A priori sample size calculations were based on the primary bone outcomes and are reported in detail elsewhere.19 An additional a priori sample size calculation was conducted based on the limited research to date in relevant population groups34 for the RAVLT cognitive test (sum of trials 1–5; verbal learning) using the following observations: (1) mean (SD) scores were reported to decrease 0.98 (5.04) points following 6 months of ADT,34 35 and (2) mean (SD) scores were shown to increase 4.93 (7.81) points following 6 months of resistance training in older adults (without PCa) with probable mild cognitive impairment.35 Given the lack of previous data related to long-term age-related and exercise-related changes in cognition in men with PCa treated with ADT, we conservatively used these within group changes to estimate our between-group effect size after 12 months follow-up.

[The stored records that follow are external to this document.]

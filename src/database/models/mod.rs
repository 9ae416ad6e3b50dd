pub mod catalog;
pub mod user;

pub use catalog::CatalogItem;
pub use user::UserRecord;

Based on these findings, we estimated (two-sample t-test) that 42 men with PCa treated with ADT (21 per group) would provide 80% power (p<0.05, two-tailed) to detect a net difference of 5.9 points (assuming a SD of 5.5) in RALVT (sum of trials 1–5; verbal learning) from baseline to 12-month follow-up.

All analyses were conducted using Stata statistical software V.16 (College Station, Texas, USA). The primary analyses were conducted with an intention-to-treat approach. A per-protocol analysis was also employed including participants with ≥66% exercise-training and ≥80% nutritional supplement adherence. Normality of distribution was assessed using Q–Q plots of residuals from unadjusted models (online supplemental figure S1). Linear mixed models with random effects (participants) were used to evaluate within-group and between-group changes by time and group-by-time interactions (fixed effects) via the following models: (1) unadjusted; (2) adjusted for age, BMI, depressive symptoms (DASS), ADT duration, habitual physical activity, level of education and presence of cardiometabolic comorbidities (yes/no; hypertension (systolic ≥130 or diastolic ≥80), dyslipidaemia (cholesterol ≥5.5 mmol/L, low-density lipoprotein-cholesterol ≥3.5 mmol/L, high-density lipoprotein-cholesterol <1.0 mmol/L, triglycerides ≥2.0 mmol/L or taking lipid-modifying medication)), self-reported diagnosis of type 2 diabetes, cardiovascular disease or if taking cardiometabolic medication); and (3) model 2 plus changes in body mass. Sensitivity analyses were employed for treatment-based, disease-based and dietary-based factors. No data imputations were made as linear mixed models utilised the maximum likelihood estimation. Changes in proportions of dichotomised cardiometabolic comorbidities (hypertension, dyslipidaemia, type 2 diabetes, cardiovascular disease, cardiometabolic medication) variables by time were examined via McNemar test. Differences in proportions of dichotomised cardiometabolic comorbidities by group were examined via χ² test. An alpha-level of 0.05 was adopted for all statistical tests.